DATA: Begin
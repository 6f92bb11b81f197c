use axum::extract::{multipart::Multipart, multipart::MultipartRejection, Extension, Query, State};
use serde::{Deserialize, Serialize};

use super::read_file_part;
use crate::content::FieldSlot;
use crate::error::ApiError;
use crate::middleware::{AdminUser, ApiResponse, ApiResult};
use crate::state::AppState;

#[derive(Debug, Deserialize)]
pub struct UploadQuery {
    pub folder: Option<String>,
}

#[derive(Debug, Serialize)]
pub struct Uploaded {
    pub folder: String,
    pub url: Option<String>,
}

/// POST /api/admin/uploads?folder=<ns> - image upload outside any page field
pub async fn upload_post(
    State(state): State<AppState>,
    Extension(admin): Extension<AdminUser>,
    Query(query): Query<UploadQuery>,
    multipart: Result<Multipart, MultipartRejection>,
) -> ApiResult<Uploaded> {
    let folder = match query.folder.as_deref().map(str::trim) {
        Some(folder) if !folder.is_empty() => normalize_folder(folder)?,
        _ => state.config.storage.default_folder.clone(),
    };

    let file = read_file_part(multipart).await?;
    let slot = FieldSlot::new(admin.owner_key(), folder.clone(), "upload");
    let url = state.uploader.upload(&slot, &folder, file).await?;

    Ok(ApiResponse::success(Uploaded { folder, url }))
}

/// Folder names are `/`-separated segments of letters, digits, `_` and `-`.
fn normalize_folder(raw: &str) -> Result<String, ApiError> {
    let segments: Vec<&str> = raw.split('/').filter(|s| !s.is_empty()).collect();
    let legal = |s: &&str| {
        s.chars()
            .all(|c| c.is_ascii_alphanumeric() || c == '_' || c == '-')
    };

    if segments.is_empty() || !segments.iter().all(legal) {
        return Err(ApiError::field_error("folder", format!("Invalid folder '{}'", raw)));
    }
    Ok(segments.join("/"))
}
DATA: End
● **TASK REQUIREMENTS**
From the records above, copy only the lines starting with the line that holds "let segments: Vec<&str>" and going on through the line that holds "if segments.is_empty() ||", exactly as written.

● **ANSWER**
    let segments: Vec<&str> = raw.split('/').filter(|s| !s.is_empty()).collect();
    let legal = |s: &&str| {
        s.chars()
            .all(|c| c.is_ascii_alphanumeric() || c == '_' || c == '-')
    };

    if segments.is_empty() || !segments.iter().all(legal) {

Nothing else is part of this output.